|Saturday, June 17, 2000||
Apropos of Khushwant Singh’s "Writers’ code of honour" (May 27), as far as I remember, India was perhaps the first non-Muslim country to impose a ban on Salman Rushdie’s book.
In a creative writer there is always an element of questioning, of adventure, of searching for new horizons, of going into depths and raising from these depths with new values. Viewed from this angle both Salman Rushdie and Taslima Nasreen have been more sinned against that sinning.
What is vital is that a writer must have the independence of thought and the courage of his convictions. From this it follows that if the present-day writers are sincere about bringing about social changes or checking the high-handedness of authorities and if their intent goes beyond earning money through newspaper and magazine articles, a passive role like mere indulgence in criticism will not suffice. There has also to be an active role through which dissent is channelled into concrete action.

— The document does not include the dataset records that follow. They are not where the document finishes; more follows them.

//! HTTP handlers for plans and the user's subscription

use axum::{Json, extract::State};
use serde::{Deserialize, Serialize};
use validator::Validate;

use crate::core::error::{BillingResult, StorageError};
use crate::core::extractors::{CurrentUser, ValidJson};
use crate::core::plan::{Capability, Plan};
use crate::core::quota::{QuotaNotice, QuotaSnapshot};
use crate::server::host::AppState;

#[derive(Debug, Serialize)]
pub struct PlanView {
    pub plan: Plan,
    pub invoice_limit: i64,
    pub monthly_price: u32,
    pub capabilities: Vec<Capability>,
}

#[derive(Debug, Serialize)]
pub struct SubscriptionView {
    #[serde(flatten)]
    pub quota: QuotaSnapshot,
    pub can_create_more: bool,
    pub notice: Option<QuotaNotice>,
}

impl From<QuotaSnapshot> for SubscriptionView {
    fn from(quota: QuotaSnapshot) -> Self {
        Self {
            can_create_more: quota.can_create_more(),
            notice: quota.notice(),
            quota,
        }
    }
}

#[derive(Debug, Deserialize, Validate)]
pub struct PlanChange {
    pub plan: Plan,
}

/// GET /plans
pub async fn list_plans(
    State(state): State<AppState>,
    _user: CurrentUser,
) -> Json<Vec<PlanView>> {
    let plans = state
        .registry()
        .entries()
        .into_iter()
        .map(|(plan, terms)| PlanView {
            plan,
            invoice_limit: terms.invoice_limit,
            monthly_price: terms.monthly_price,
            capabilities: Capability::ALL
                .into_iter()
                .filter(|c| plan.allows(*c))
                .collect(),
        })
        .collect();
    Json(plans)
}

/// GET /subscription
pub async fn get_subscription(
    State(state): State<AppState>,
    user: CurrentUser,
) -> Json<SubscriptionView> {
    let snapshot = state.subscriptions.quota_snapshot(&user.user_id).await;
    Json(snapshot.into())
}

/// PUT /subscription
pub async fn update_subscription(
    State(state): State<AppState>,
    user: CurrentUser,
    ValidJson(change): ValidJson<PlanChange>,
) -> BillingResult<Json<SubscriptionView>> {
    if !state
        .subscriptions
        .update_user_plan(&user.user_id, change.plan)
        .await
    {
        return Err(StorageError::Backend {
            backend: "subscriptions".to_string(),
            message: "plan update was not saved".to_string(),
        }
        .into());
    }

    let snapshot = state.subscriptions.quota_snapshot(&user.user_id).await;
    Ok(Json(snapshot.into()))
}
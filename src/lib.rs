//! # BillFlow
//!
//! Invoicing backend with plan-gated invoice quotas.
//!
//! ## Features
//!
//! - **Invoice math**: subtotal, tax, optional discount and total computed from line items
//! - **Plans**: `free`, `pro` and `elite` with per-plan invoice limits and capabilities
//! - **Quota gate**: creation is refused at the limit, except for a user's first invoice
//! - **Export**: JSON and CSV downloads plus a printable text document per invoice
//! - **Insights**: dashboard figures and a client directory derived from invoice history
//! - **Pluggable storage**: store traits with in-memory implementations
//!
//! ## Quick Start
//!
//! ```rust,ignore
//! use billflow::prelude::*;
//!
//! let sessions = SessionHub::default();
//! let session = sessions.sign_in(Uuid::new_v4())?;
//!
//! ServerBuilder::new()
//!     .with_auth_provider(sessions)
//!     .serve("127.0.0.1:3000")
//!     .await?;
//! // curl -H "Authorization: Bearer <session.token>" localhost:3000/subscription
//! ```

pub mod config;
pub mod core;
pub mod export;
pub mod insights;
pub mod invoices;
pub mod server;
pub mod storage;
pub mod subscriptions;

/// Re-exports of commonly used types and traits
pub mod prelude {
    // === Domain ===
    pub use crate::core::{
        auth::{AuthContext, AuthProvider, Session, SessionEvent, SessionHub, SessionSubscription},
        error::{BillingError, BillingResult, QuotaError, StorageError, ValidationError},
        extractors::{CurrentUser, ValidJson},
        invoice::{InvoiceRecord, LineItem, Party},
        mapper::InvoiceDraft,
        money::{InvoiceTotals, format_currency},
        numbering,
        plan::{Capability, Plan, PlanRegistry, PlanTerms, plan_allows},
        quota::{QuotaNotice, QuotaSnapshot, QuotaStatus},
        service::{InvoiceStore, SubscriptionStore},
        subscription::Subscription,
    };

    // === Features ===
    pub use crate::export::{ExportFormat, document::InvoiceDocument};
    pub use crate::insights::{ClientSummary, DashboardStats};
    pub use crate::subscriptions::SubscriptionAccessor;

    // === Storage ===
    pub use crate::storage::{InMemoryInvoiceStore, InMemorySubscriptionStore};

    // === Config ===
    pub use crate::config::{ADDR_ENV, AppConfig, CONFIG_ENV};

    // === Server ===
    pub use crate::server::{AppState, ServerBuilder};

    // === External dependencies ===
    pub use anyhow::Result;
    pub use async_trait::async_trait;
    pub use chrono::{DateTime, NaiveDate, Utc};
    pub use serde::{Deserialize, Serialize};
    pub use uuid::Uuid;
}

This refers to Prabhjot Singh’s ‘A year after their martyrdom...’ (May 20). To a person who is well versed with the Indian socio-political psyche, it does not come as a shock to know that within one year of the supreme sacrifice of our great soldiers, their bereaved families have been left to fend for themselves. Our political leaders have washed their hands off the matter by making ex-gratia payments, while the people feel satisfied by criticising the government.